Abstract

There is concrete evidence that weightlessness and microgravity may affect sleep quality. However, most of the studies failed to provide an integrative understanding of sleep disorders. This study proposes a novel, multi-modal, data-driven model for identifying the detrimental factors that are crucial for sleep quality. Its aim is to quantify the impact of weightlessness on cortical functional connectivity and metabolic blood biomarkers. It also investigates the efficacy of the Reactive Sledge Jump as a countermeasure.The study involves healthy volunteers assigned either to a control or to a sledge group. The data include polysomnographic recordings and blood biomarkers. Reconstruction of the cortical resting-state networks through the sLORETA methodology is performed. Then, functional connectivity is obtained, and regression models are developed to explain the variance of the sleep macro-architecture characteristics.The study results indicate that neither the bed rest nor the countermeasure affect sleep macro-architecture or the biomarkers under consideration.

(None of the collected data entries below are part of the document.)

//! Per-shard stream consumer.
//!
//! Discovers every shard of a stream and tails each one from its trim
//! horizon in its own task. Records reach the handler in shard order; a
//! handler error drops that record and the loop carries on. A shard whose
//! fetch returns no next cursor is closed and its task ends.

use super::backoff::Backoff;
use super::sleep_or_cancel;
use crate::backend::StreamBackend;
use crate::error::Result;
use crate::handler::RecordHandler;
use crate::model::{Cursor, ShardId};
use crate::telemetry::consumer::{record_position, start_shard_span};
use crate::telemetry::metrics;
use opentelemetry::KeyValue;
use std::sync::Arc;
use std::time::{Duration, Instant};
use tokio::sync::Mutex;
use tokio_util::sync::CancellationToken;
use tokio_util::task::TaskTracker;
use tracing::{Instrument, Span, debug, error, info, warn};

pub const DEFAULT_FETCH_LIMIT: usize = 1000;

#[derive(Debug, Clone)]
pub struct ShardConsumerConfig {
    pub stream_name: String,
    /// Records requested per fetch.
    pub fetch_limit: usize,
    /// Pause between successful fetches, to stay under backend rate limits.
    pub poll_interval: Duration,
    /// First delay after a failed fetch.
    pub retry_initial: Duration,
    /// Longest delay between retries of a failing fetch.
    pub retry_max: Duration,
}

impl ShardConsumerConfig {
    pub fn new(stream_name: &str) -> Self {
        Self {
            stream_name: stream_name.to_string(),
            fetch_limit: DEFAULT_FETCH_LIMIT,
            poll_interval: Duration::from_secs(1),
            retry_initial: Duration::from_secs(1),
            retry_max: Duration::from_secs(30),
        }
    }

    pub fn fetch_limit(mut self, limit: usize) -> Self {
        self.fetch_limit = limit.max(1);
        self
    }

    pub fn poll_interval(mut self, interval: Duration) -> Self {
        self.poll_interval = interval;
        self
    }

    pub fn retry(mut self, initial: Duration, max: Duration) -> Self {
        self.retry_initial = initial;
        self.retry_max = max;
        self
    }
}

struct ShardContext {
    stream: Arc<dyn StreamBackend>,
    handler: Arc<dyn RecordHandler>,
    config: ShardConsumerConfig,
    token: CancellationToken,
}

pub struct ShardConsumer {
    stream: Arc<dyn StreamBackend>,
    config: ShardConsumerConfig,
    token: CancellationToken,
    tasks: TaskTracker,
    /// Held by `start` from discovery until its tasks are spawned.
    spawning: Mutex<()>,
}

impl ShardConsumer {
    pub fn new(
        stream: Arc<dyn StreamBackend>,
        config: ShardConsumerConfig,
        token: CancellationToken,
    ) -> Self {
        Self {
            stream,
            config,
            token,
            tasks: TaskTracker::new(),
            spawning: Mutex::new(()),
        }
    }

    /// Shard tasks still running.
    pub fn active_shards(&self) -> usize {
        self.tasks.len()
    }

    /// List every shard of the stream, following pagination to the end.
    pub async fn discover_shards(&self) -> Result<Vec<ShardId>> {
        let stream_name = &self.config.stream_name;
        let mut shards: Vec<ShardId> = Vec::new();
        let mut exclusive_start: Option<ShardId> = None;
        loop {
            let page = self
                .stream
                .list_shards(stream_name, exclusive_start.as_ref())
                .await
                .inspect_err(|_| {
                    metrics::stream_errors().add(
                        1,
                        &[
                            KeyValue::new("stream", stream_name.clone()),
                            KeyValue::new("operation", "list_shards"),
                        ],
                    );
                })?;
            let last = page.shards.last().cloned();
            shards.extend(page.shards);
            match last {
                Some(last) if page.has_more => exclusive_start = Some(last),
                _ => break,
            }
        }
        Ok(shards)
    }

    /// Consume every shard until each is closed or the token is cancelled.
    ///
    /// Returns the number of shards consumed.
    ///
    /// # Errors
    ///
    /// Fails if shard discovery fails; no shard task is started then.
    pub async fn start(&self, handler: Arc<dyn RecordHandler>) -> Result<usize> {
        let spawning = self.spawning.lock().await;
        let shards = self.discover_shards().await?;
        info!(
            stream = %self.config.stream_name,
            shards = shards.len(),
            "found shards"
        );

        let ctx = Arc::new(ShardContext {
            stream: Arc::clone(&self.stream),
            handler,
            config: self.config.clone(),
            token: self.token.clone(),
        });

        if !self.token.is_cancelled() {
            for shard in &shards {
                let span = start_shard_span(&self.config.stream_name, &shard.0);
                let task = consume_shard(Arc::clone(&ctx), shard.clone(), span.clone());
                self.tasks.spawn(task.instrument(span));
            }
        }
        drop(spawning);

        self.tasks.close();
        self.tasks.wait().await;
        info!(stream = %self.config.stream_name, "shard consumer stopped");
        Ok(shards.len())
    }

    /// Cancel every shard task and wait for them to exit.
    ///
    /// A `start` still discovering shards is waited for too; it then spawns
    /// nothing.
    pub async fn stop(&self) {
        self.token.cancel();
        drop(self.spawning.lock().await);
        self.tasks.close();
        self.tasks.wait().await;
        info!(stream = %self.config.stream_name, "consumer stopped");
    }
}

async fn consume_shard(ctx: Arc<ShardContext>, shard: ShardId, span: Span) {
    let stream_name = ctx.config.stream_name.as_str();
    let stream_label = KeyValue::new("stream", stream_name.to_string());
    info!("starting shard");

    let mut cursor: Cursor = match ctx.stream.trim_horizon_cursor(stream_name, &shard).await {
        Ok(cursor) => cursor,
        Err(e) => {
            error!(error = %e, "could not get a trim horizon cursor, abandoning shard");
            metrics::stream_errors().add(
                1,
                &[stream_label, KeyValue::new("operation", "cursor")],
            );
            return;
        }
    };
    let mut backoff = Backoff::new(ctx.config.retry_initial, ctx.config.retry_max);

    loop {
        if ctx.token.is_cancelled() {
            info!("stopping shard");
            return;
        }

        let output = match ctx.stream.fetch(&cursor, ctx.config.fetch_limit).await {
            Ok(output) => {
                backoff.reset();
                output
            }
            Err(e) => {
                let delay = backoff.next_delay();
                warn!(error = %e, retry_in_ms = delay.as_millis() as u64, "fetch failed");
                metrics::stream_errors().add(
                    1,
                    &[stream_label.clone(), KeyValue::new("operation", "fetch")],
                );
                if !sleep_or_cancel(&ctx.token, delay).await {
                    info!("stopping shard");
                    return;
                }
                continue;
            }
        };

        for record in &output.records {
            debug!(
                sequence = record.sequence_number.0,
                partition_key = %record.partition_key,
                bytes = record.data.len(),
                "record received"
            );
            let started = Instant::now();
            let outcome = ctx.handler.handle(&shard, record).await;
            metrics::handler_duration_ms().record(
                started.elapsed().as_secs_f64() * 1000.0,
                &[KeyValue::new("consumer", "stream")],
            );
            let result = match outcome {
                Ok(()) => "ok",
                Err(e) => {
                    warn!(
                        sequence = record.sequence_number.0,
                        error = %e,
                        "record handler failed, dropping record"
                    );
                    "error"
                }
            };
            metrics::records_handled().add(
                1,
                &[stream_label.clone(), KeyValue::new("result", result)],
            );
            record_position(&span, record.sequence_number.0);
        }

        match output.next_cursor {
            Some(next) => cursor = next,
            None => {
                info!("shard has been closed");
                return;
            }
        }

        if !sleep_or_cancel(&ctx.token, ctx.config.poll_interval).await {
            info!("stopping shard");
            return;
        }
    }
}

There are statistically significant functional connectivity alterations within the alpha band. There are significant correlations among all the three biomarkers and sleep quality characteristics. Glucose and prolactin values can predict the sleep onset latency, whereas insulin and group (countermeasure or control) predict the number of awakenings. Finally, the biomarker values are significantly correlated with functional connectivity interactions.Our findings provide evidence that sleep disorders occur firstly at a cortical level following a non-uniform pattern. These disorders are evident as cortical connectivity disruptions before their clinical manifestation as biomarkers’ alterations or deterioration in terms of sleep characteristics. The proposed methodology highlights the significance of a personalized, multi-parametric evaluation of sleep quality which is able to identify sleep disorders prior to their clinical onset.